If you’ve driven the Icefields Parkway between Jasper and Lake Louise, chances are you’ve stopped at the toe - or what used to be the toe - of the Athabasca Glacier. The Athabasca is one of several large valley glaciers that originates from the Columbia Icefield, which straddles the border of British Columbia and Alberta in the Canadian Rockies. The terminus of the Athabasca Glacier has retreated over 1500 metres since the 1900s, and glacier melt sends approximately 13 million cubic metres of water per year down the Upper Athabasca River. For context, that’s more water than the entire City of Prince George uses in a single year.
Satellite observations also tell us that the Athabasca Glacier has thinned, slowed down, and its exposed ice surface has darkened considerably in recent years. And as we see this story repeated across the globe, the United Nations recently declared 2025 as the International Year of Glacier Preservation, and March 21 as the World Day for Glaciers. The reason for the global demise of mountain glaciers is simple enough: small increases in temperature caused by human emissions of greenhouse gases. It’s been estimated that mean annual temperatures at the Athabasca Glacier increased by only 0.5°C between 1965 and 2018, but this is enough to increase rates of snow and ice melt in summer, decrease overall snow accumulations in winter, and increase the length of the melt season. As a result, the glacier surface accumulates greater concentrations of dust, pollution, and wildfire ash. The darker surface melts faster, and the now-exposed bedrock radiates heat back towards the glacier, which is locked into a feedback cycle of increasing glacier melt triggered by small changes in temperature.
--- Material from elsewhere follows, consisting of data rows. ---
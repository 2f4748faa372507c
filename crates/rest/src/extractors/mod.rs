//! Axum extractors for address book requests.
//!
//! - [`RecordIdPath`] - Parse the `{id}` path segment into a record id
//! - [`ContactBody`] - Decode a JSON contact from the request body
//! - [`CsvBody`] - Read a size-limited `text/csv` import body

mod contact_body;
mod csv_body;
mod record_id;

pub use contact_body::{ContactBody, ContactBodyRejection};
pub use csv_body::{CsvBody, is_csv};
pub use record_id::RecordIdPath;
Continued increases in global temperature (again, due to the burning of fossil fuels) will result in the loss of 70% of the glacier volume in the region by 2100, which will have major consequences for rivers and ecosystems and people living downstream. The Upper Athabasca River, sourced directly from snow and ice melt on the Athabasca Glacier, could see August streamflows decline by 60% by the end of this century. So this March 21st on World Glacier Day, think about the glaciers you’ve encountered in your travels, or in your rivers, and try to imagine a world without them, and what it might take to prevent that from happening.
UNBC students heading towards the toe of the Athabasca Glacier during the 2024 Physical Geography Field School (photo: J. Shea).